Explore data load strategies

Completed

In Microsoft Fabric, there are many ways you can choose to load data in a warehouse. This step is fundamental as it ensures that high-quality, transformed, or processed data is integrated into a single repository.

Also, the efficiency of data loading directly impacts the timeliness and accuracy of analytics, making it vital for real-time decision-making processes. Investing time and resources in designing and implementing a robust data loading strategy is essential for the success of the data warehouse project.

Understand data ingestion and data load operations

While both processes are part of the ETL (Extract, Transform, Load) pipeline in a data warehouse scenario, they usually serve different purposes. Data ingestion/extract is about moving raw data from various sources into a central repository. On the other hand, data loading involves taking the transformed or processed data and loading it into the final storage destination for analysis and reporting.

Fabric data warehouses and lakehouses automatically store their data in OneLake using the Delta Parquet format.

Stage your data

You might have to build and work with auxiliary objects involved in a load operation, such as tables, stored procedures, and functions. These auxiliary objects are commonly known as staging. Staging objects act as temporary storage and transformation areas. They can either share resources with a data warehouse or reside in their own storage area.

Staging serves as an abstraction layer, simplifying and facilitating the load operation to the final tables in the data warehouse.

Diagram of sequential steps in the data science process.

Also, staging area provides a buffer that can help to minimize the impact of the load operation on the performance of the data warehouse. This is important in environments where the data warehouse needs to remain operational and responsive during the data loading process.

Review type of data loads

There are two types of data loads to consider when loading a data warehouse.

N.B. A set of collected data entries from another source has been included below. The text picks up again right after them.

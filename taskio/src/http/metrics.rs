//! Prometheus text exposition endpoint

use axum::http::header;
use axum::response::IntoResponse;

use crate::http::AppResult;

pub async fn metrics() -> AppResult<impl IntoResponse> {
    let text = taskio_core::metrics::gather_metrics()?;
    Ok((
        [(header::CONTENT_TYPE, "text/plain; version=0.0.4")],
        text,
    ))
}
//! Cache key scheme shared with the collaborator CRUD services.
//!
//! One key family per entity class. Every service that mutates an entity
//! clears the families its write touches (see `invalidation`), so the key
//! format here is a cross-service contract: change it in lockstep with the
//! services or invalidation silently stops matching.
//!
//! An optional prefix namespaces all families for multi-environment
//! isolation; it is empty by default so keys match the collaborators' scheme.

use crate::config::Config;
use crate::models::{EpicId, ProjectId, SprintId};

/// Builder for the entity cache key families.
#[derive(Debug, Clone)]
pub struct CacheKeys {
    prefix: String,
}

impl CacheKeys {
    /// Create a new `CacheKeys` with the given prefix ("" for none).
    pub fn new(prefix: impl Into<String>) -> Self {
        Self {
            prefix: prefix.into(),
        }
    }

    /// Create `CacheKeys` from configuration
    #[must_use]
    pub fn from_config(config: &Config) -> Self {
        Self::new(config.redis.key_prefix.clone())
    }

    fn scoped(&self, key: String) -> String {
        if self.prefix.is_empty() {
            key
        } else {
            format!("{}:{}", self.prefix, key)
        }
    }

    /// Single project projection
    ///
    /// Type: String + TTL (3600s)
    /// Value: JSON project projection
    #[must_use]
    pub fn project(&self, project_id: &ProjectId) -> String {
        self.scoped(format!("project:{project_id}"))
    }

    /// Project membership list with roles
    ///
    /// Type: String + TTL (300s)
    /// Value: JSON array of membership entries
    #[must_use]
    pub fn project_users(&self, project_id: &ProjectId) -> String {
        self.scoped(format!("project_users:{project_id}"))
    }

    /// All tasks of a project
    ///
    /// Type: String + TTL (3600s)
    /// Value: JSON array of task projections
    #[must_use]
    pub fn project_tasks(&self, project_id: &ProjectId) -> String {
        self.scoped(format!("project_tasks:{project_id}"))
    }

    /// Tasks belonging to a sprint
    ///
    /// Type: String + TTL (3600s)
    /// Value: JSON array of task projections
    #[must_use]
    pub fn sprint_tasks(&self, sprint_id: &SprintId) -> String {
        self.scoped(format!("sprint_tasks:{sprint_id}"))
    }

    /// Tasks belonging to an epic
    ///
    /// Type: String + TTL (3600s)
    /// Value: JSON array of task projections
    #[must_use]
    pub fn epic_tasks(&self, epic_id: &EpicId) -> String {
        self.scoped(format!("epic_tasks:{epic_id}"))
    }

    /// All sprints of a project
    ///
    /// Type: String + TTL (1800s)
    /// Value: JSON array of sprint projections
    #[must_use]
    pub fn project_sprints(&self, project_id: &ProjectId) -> String {
        self.scoped(format!("project_sprints:{project_id}"))
    }

    /// All epics of a project
    ///
    /// Type: String + TTL (1800s)
    /// Value: JSON array of epic projections
    #[must_use]
    pub fn project_epics(&self, project_id: &ProjectId) -> String {
        self.scoped(format!("project_epics:{project_id}"))
    }

    /// Every project-scoped key family, for project deletion.
    ///
    /// Sprint- and epic-scoped task keys of the deleted project are not
    /// enumerable from the id alone; those expire through their TTL.
    #[must_use]
    pub fn all_for_project(&self, project_id: &ProjectId) -> Vec<String> {
        vec![
            self.project(project_id),
            self.project_users(project_id),
            self.project_tasks(project_id),
            self.project_sprints(project_id),
            self.project_epics(project_id),
        ]
    }

    /// Key family name for metric labels: the segment before the first `:`
    /// once the configured prefix is stripped.
    #[must_use]
    pub fn family_of<'a>(&self, key: &'a str) -> &'a str {
        let unprefixed = if self.prefix.is_empty() {
            key
        } else {
            key.strip_prefix(&self.prefix)
                .and_then(|rest| rest.strip_prefix(':'))
                .unwrap_or(key)
        };
        unprefixed.split(':').next().unwrap_or(unprefixed)
    }
}

impl Default for CacheKeys {
    fn default() -> Self {
        Self::new("")
    }
}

Load Type Description Operation Duration Complexity Best used
Full (initial) load The process of populating the data warehouse for the first time. All the tables are truncated and reloaded, and the old data is lost It may take longer to complete due to the amount of data being handled Easier to implement as there's no history preserved This method is typically used when setting up a new data warehouse, or when a complete refresh of the data is required
Incremental load The process of updating the data warehouse with the changes since the last update The history is preserved, and tables are updated with new information Takes less time than the initial load Implementation is more complex than the initial load This method is commonly used for regular updates to the data warehouse, such as daily or hourly updates. It requires mechanisms to track changes in the source data since the last load.

An ETL (Extract, Transform, Load) process for a data warehouse doesn't always need both the full load and the incremental load. In some cases, a combination of both methods might be used. The choice between a full load and an incremental load depends on many factors such as the amount of data, the characteristics of the data, and the requirements of the data warehouse.

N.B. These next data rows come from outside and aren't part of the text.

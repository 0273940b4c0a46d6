use chrono::NaiveDate;
use serde::{Deserialize, Serialize};

use super::id::{EpicId, ProjectId, SprintId, TaskId, UserId};

/// Role a member holds inside a project.
#[derive(Debug, Clone, Copy, PartialEq, Eq, Serialize, Deserialize)]
#[serde(rename_all = "lowercase")]
#[derive(Default)]
pub enum MemberRole {
    #[default]
    Observer,
    Assignee,
    Manager,
    Owner,
}

impl MemberRole {
    pub fn as_str(&self) -> &'static str {
        match self {
            Self::Observer => "observer",
            Self::Assignee => "assignee",
            Self::Manager => "manager",
            Self::Owner => "owner",
        }
    }

    pub fn is_owner(&self) -> bool {
        matches!(self, Self::Owner)
    }
}

/// Project projection, cached under `project:{id}`.
#[derive(Debug, Clone, PartialEq, Serialize, Deserialize)]
pub struct Project {
    pub id: ProjectId,
    pub name: String,
    pub description: Option<String>,
    pub color: Option<String>,
    pub img_url: Option<String>,
    /// Project type name (e.g. "kanban", "scrum")
    #[serde(rename = "type")]
    pub project_type: String,
}

/// One entry of a project's membership list, cached under
/// `project_users:{project_id}` and returned by membership lookups.
#[derive(Debug, Clone, PartialEq, Serialize, Deserialize)]
pub struct ProjectMember {
    pub user_id: UserId,
    pub email: Option<String>,
    pub name: Option<String>,
    pub surname: Option<String>,
    pub img_url: Option<String>,
    pub role: MemberRole,
}

impl ProjectMember {
    /// Minimal entry carrying only identity and role, for callers that do
    /// not have the profile fields at hand.
    #[must_use]
    pub fn with_role(user_id: UserId, role: MemberRole) -> Self {
        Self {
            user_id,
            email: None,
            name: None,
            surname: None,
            img_url: None,
            role,
        }
    }
}

/// Sprint projection, cached in collections under `project_sprints:{project_id}`.
#[derive(Debug, Clone, PartialEq, Serialize, Deserialize)]
pub struct Sprint {
    pub id: SprintId,
    pub project_id: ProjectId,
    pub name: String,
    pub description: Option<String>,
    pub start_date: Option<NaiveDate>,
    pub end_date: Option<NaiveDate>,
    pub is_started: bool,
}

/// Epic projection, cached in collections under `project_epics:{project_id}`.
#[derive(Debug, Clone, PartialEq, Serialize, Deserialize)]
pub struct Epic {
    pub id: EpicId,
    pub project_id: ProjectId,
    pub name: String,
    pub description: Option<String>,
    pub priority: String,
    pub start_date: Option<NaiveDate>,
    pub end_date: Option<NaiveDate>,
}

/// Task projection, cached in collections under `project_tasks:{project_id}`,
/// `sprint_tasks:{sprint_id}` and `epic_tasks:{epic_id}`.
#[derive(Debug, Clone, PartialEq, Serialize, Deserialize)]
pub struct Task {
    pub id: TaskId,
    pub project_id: ProjectId,
    pub title: String,
    pub description: Option<String>,
    pub priority: String,
    /// Task type name (e.g. "task", "bug")
    #[serde(rename = "type")]
    pub task_type: String,
    pub status: String,
    pub assigned_to: Option<UserId>,
    pub epic_id: Option<EpicId>,
    pub sprint_id: Option<SprintId>,
    pub start_date: Option<NaiveDate>,
    pub end_date: Option<NaiveDate>,
}
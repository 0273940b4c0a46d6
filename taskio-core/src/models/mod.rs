pub mod entity;
pub mod id;

pub use entity::{Epic, MemberRole, Project, ProjectMember, Sprint, Task};
pub use id::{generate_id, EpicId, ProjectId, SessionId, SprintId, TaskId, UserId};
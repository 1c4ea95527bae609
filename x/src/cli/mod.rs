mod types;

pub use types::*;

To learn more about how to perform an incremental load, see Incremental load.

Understand business key and surrogate key

In a data warehouse, both surrogate keys and business keys are essential for effective data warehousing and data integration, but they serve different purposes.

  • Surrogate key: A surrogate key is a system-generated identifier that is used to uniquely identify a record in a table within the data warehouse. It has no business meaning and is typically an integer or a unique identifier. Surrogate keys are used to maintain consistency and accuracy in the data warehouse, especially when integrating data from multiple sources. They help to avoid issues that can arise from changes in the source systems, such as reusing or changing business keys.

  • Business Key: A business key, also known as a natural key, is an identifier that comes from the source system and has business meaning. It's used to uniquely identify a record in the source system. Examples of business keys include product codes, customer IDs, and employee numbers. Business keys are important for maintaining traceability between the data warehouse and the source systems. They help to ensure that data in the warehouse can be accurately matched to the corresponding records in the source systems.

Load a dimension table

Think of a dimension table as the "who, what, where, when, why” of your data warehouse. It’s like the descriptive backdrop that gives context to the raw numbers found in the fact tables.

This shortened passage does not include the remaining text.